A. v. R. : Couche-Tard les aurait aidés à développer les supérettes au niveau local. Carrefour a bien essayé de faire bouger son ADN des gros vers les plus petits points de distribution. Cela s’est avéré beaucoup plus compliqué que prévu. Inversement, l’hypermarché est loin d’être mort. Il est nécessaire d’en revoir la localisation. Un marché sur lequel Carrefour est un acteur d’envergure à l’échelle mondiale, et aurait pu emmener Couche-Tard.

B. L. : Ce qui pour Couche-Tard représentait une manière de diminuer son exposition au pétrole et de se diversifier en termes de géographies et formats.

D’autres offres pourraient-elles émerger ?

A. v. R. : Il y a désormais un précédent qui pourrait refroidir les ardeurs de certains : l’État peut dire niet en dehors de secteurs où il est su qu’il le ferait, à commencer par l’armement. Le retail, c’est plutôt neuf. Ce qui dans le contexte de la crise, sur la défense de la souveraineté, se comprend. Cela donne pourtant une image de l’État français qui n’est pas spécialement désirable pour des investisseurs.

B. L. : Clairement, il faut dissocier l’intérêt économique potentiel d’un rapprochement pour Carrefour et le contexte politique. Ce dernier est peu propice à un deal avant l’élection présidentielle de 2022. Il faudra voir où en sera la valorisation de Carrefour à ce moment-là, et si un intérêt de fusion demeure.

Les discussions Carrefour-Couche-tard intervenaient dans un marché mondial du retail en consolidation, 180 milliards de dollars de rachats sur les douze derniers mois, selon les chiffres de Bloomberg. Pourquoi un tel niveau d’acquisitions ?

A. v. R. : L’industrie est totalement bouleversée, il est normal qu’il y ait beaucoup d’acquisitions. Les historiques ne peuvent pas passer la marche tout seuls.
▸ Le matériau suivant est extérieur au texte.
//! Instance cache and subscriber fan-out.
//!
//! The cache holds the latest [`DiscoveryEvent`] and a set of subscriber
//! channels. Every [`Cache::update`] replaces the state and sends the new
//! event to each subscriber.
//!
//! ## Subscription ordering
//!
//! [`Cache::register`] does not replay the current state. A subscriber
//! registered between two updates receives only the later one. Consumers
//! that need the current value register first and then call
//! [`Cache::state`]; the event they read either precedes or equals the
//! first event delivered to them.
//!
//! ## Slow subscribers
//!
//! Delivery is a backpressured `send().await` with no timeout: a full
//! subscriber channel stalls the fan-out, and later updates queue behind
//! it on the publish gate. Reads and (de)registration are never stalled. A
//! pending send is released when its subscriber is deregistered, when its
//! receiver is dropped, or when the cache is stopped.
//!
//! [`Cache::queued_updates`] counts updates parked on the gate. The
//! instancer skips its refresh tick while any are queued, so a stalled
//! subscriber holds at most one delivering and one queued update instead
//! of an ever-growing backlog of finished lookups.

use std::sync::atomic::{AtomicUsize, Ordering};

use beacon_core::DiscoveryEvent;
use parking_lot::Mutex;
use tokio::sync::mpsc;
use tokio_util::sync::CancellationToken;

/// A registered subscriber channel.
#[derive(Clone)]
struct Subscriber {
    tx: mpsc::Sender<DiscoveryEvent>,
    /// Cancelled on deregistration to release a pending send.
    removed: CancellationToken,
}

/// Latest discovery state plus the channels it is broadcast to.
///
/// ## Example
///
/// ```rust
/// use beacon_core::DiscoveryEvent;
/// use beacon_discovery::Cache;
/// use tokio::sync::mpsc;
///
/// # tokio::runtime::Runtime::new().unwrap().block_on(async {
/// let cache = Cache::new();
/// let (tx, mut rx) = mpsc::channel(8);
/// cache.register(tx);
///
/// cache.update(DiscoveryEvent::Instances(vec![])).await;
/// assert_eq!(rx.recv().await, Some(DiscoveryEvent::Instances(vec![])));
/// # });
/// ```
pub struct Cache {
    state: Mutex<DiscoveryEvent>,
    subscribers: Mutex<Vec<Subscriber>>,
    /// Serializes publishers so all subscribers see one order.
    publish: tokio::sync::Mutex<()>,
    /// Updates waiting for the publish gate.
    queued: AtomicUsize,
    stopped: CancellationToken,
}

/// Counts one update as queued until dropped.
struct Queued<'a>(&'a AtomicUsize);

impl<'a> Queued<'a> {
    fn enter(counter: &'a AtomicUsize) -> Self {
        counter.fetch_add(1, Ordering::SeqCst);
        Self(counter)
    }
}

impl Drop for Queued<'_> {
    fn drop(&mut self) {
        self.0.fetch_sub(1, Ordering::SeqCst);
    }
}

impl Cache {
    /// Create an empty cache.
    #[must_use]
    pub fn new() -> Self {
        Self {
            state: Mutex::new(DiscoveryEvent::default()),
            subscribers: Mutex::new(Vec::new()),
            publish: tokio::sync::Mutex::new(()),
            queued: AtomicUsize::new(0),
            stopped: CancellationToken::new(),
        }
    }

    /// Replace the state and deliver `event` to every subscriber.
    ///
    /// Returns once every subscriber in the snapshot taken at publish time
    /// has either received the event or been skipped. Does nothing after
    /// [`Cache::stop`].
    pub async fn update(&self, event: DiscoveryEvent) {
        let queued = Queued::enter(&self.queued);
        let _gate = tokio::select! {
            biased;
            _ = self.stopped.cancelled() => {
                tracing::debug!("cache stopped, dropping update");
                return;
            }
            gate = self.publish.lock() => gate,
        };
        drop(queued);

        if self.stopped.is_cancelled() {
            tracing::debug!("cache stopped, dropping update");
            return;
        }

        *self.state.lock() = event.clone();
        let subscribers = self.subscribers.lock().clone();

        for subscriber in subscribers {
            tokio::select! {
                biased;
                _ = self.stopped.cancelled() => {
                    tracing::debug!("cache stopped, abandoning delivery");
                    return;
                }
                _ = subscriber.removed.cancelled() => {
                    tracing::trace!("subscriber deregistered during delivery");
                }
                sent = subscriber.tx.send(event.clone()) => {
                    if sent.is_err() {
                        tracing::trace!("subscriber receiver dropped, skipping");
                    }
                }
            }
        }
    }

    /// The current state.
    ///
    /// Before the first update this is the empty sentinel,
    /// `DiscoveryEvent::Instances(vec![])`.
    #[must_use]
    pub fn state(&self) -> DiscoveryEvent {
        self.state.lock().clone()
    }

    /// Add a channel to the fan-out set.
    ///
    /// Registering a channel that is already registered has no effect.
    /// Has no effect after [`Cache::stop`].
    pub fn register(&self, tx: mpsc::Sender<DiscoveryEvent>) {
        let mut subscribers = self.subscribers.lock();
        // `stop` cancels before draining under this lock, so checking here
        // cannot race a concurrent stop.
        if self.stopped.is_cancelled() {
            tracing::debug!("cache stopped, ignoring register");
            return;
        }
        if subscribers.iter().any(|s| s.tx.same_channel(&tx)) {
            tracing::debug!("channel already registered");
            return;
        }
        subscribers.push(Subscriber {
            tx,
            removed: CancellationToken::new(),
        });
    }

    /// Remove a channel from the fan-out set.
    ///
    /// Identity is channel identity: any sender of the registered channel
    /// removes it. A send to it that is pending in [`Cache::update`] is
    /// abandoned.
    pub fn deregister(&self, tx: &mpsc::Sender<DiscoveryEvent>) {
        let mut subscribers = self.subscribers.lock();
        match subscribers.iter().position(|s| s.tx.same_channel(tx)) {
            Some(index) => {
                let subscriber = subscribers.swap_remove(index);
                subscriber.removed.cancel();
            }
            None => tracing::debug!("channel not registered"),
        }
    }

    /// Permanently disable updates and drop every subscriber.
    ///
    /// Releases any delivery blocked in [`Cache::update`]. Idempotent.
    pub fn stop(&self) {
        self.stopped.cancel();
        for subscriber in self.subscribers.lock().drain(..) {
            subscriber.removed.cancel();
        }
    }

    /// Check if the cache has been stopped.
    #[must_use]
    pub fn is_stopped(&self) -> bool {
        self.stopped.is_cancelled()
    }

    /// Number of updates waiting for an earlier update to finish delivery.
    #[must_use]
    pub fn queued_updates(&self) -> usize {
        self.queued.load(Ordering::SeqCst)
    }

    /// Number of registered subscribers.
    #[must_use]
    pub fn subscriber_count(&self) -> usize {
        self.subscribers.lock().len()
    }
}

impl Default for Cache {
    fn default() -> Self {
        Self::new()
    }
}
Comme les fondamentaux sont revus, spontanément nombre d’acteurs pensent à s’unifier pour adresser les défis du moment.

De quelles marges de manœuvre disposent Auchan, Carrefour, Leclerc dans ce contexte ?

A. v. R. : Avant, les grands retailers étaient un chaînon essentiel sur la RTM, la fameuse road to market. Soudainement, ils ne sont plus qu’une option parmi d’autres pour atteindre les consommateurs. Avant, la tarte était intégralement la leur ; ils n’en ont plus qu’une part. Avant, ils étaient les vizirs des FMCG (les biens de grande consommation) et faisaient la pluie et le beau temps sur qui mettait quoi et où dans les rayons. Désormais, ils sont tenus de nouer des relations partenariales avec les producteurs de FMCG qui accélèrent leur offre en direct aux consommateurs, hors distributeurs. Voyez le PantryShop de Pepsi aux États-Unis ou le Heinz To Home au Royaume-Uni. Là, les retailers ont un savoir-faire à défendre bec et ongles : adresser le consommateur en direct est un vrai métier. Ils ont une forte légitimité à faire valoir. Ils doivent saisir ce changement maintenant. Autre évolution cruciale : sortir d’une pure logique de valorisation immobilière de chacun de leur mètre carré. La priorité est de revenir à leur essence : apporter le produit dans la main du consommateur. Ce qui n’a jamais valu autant d’argent.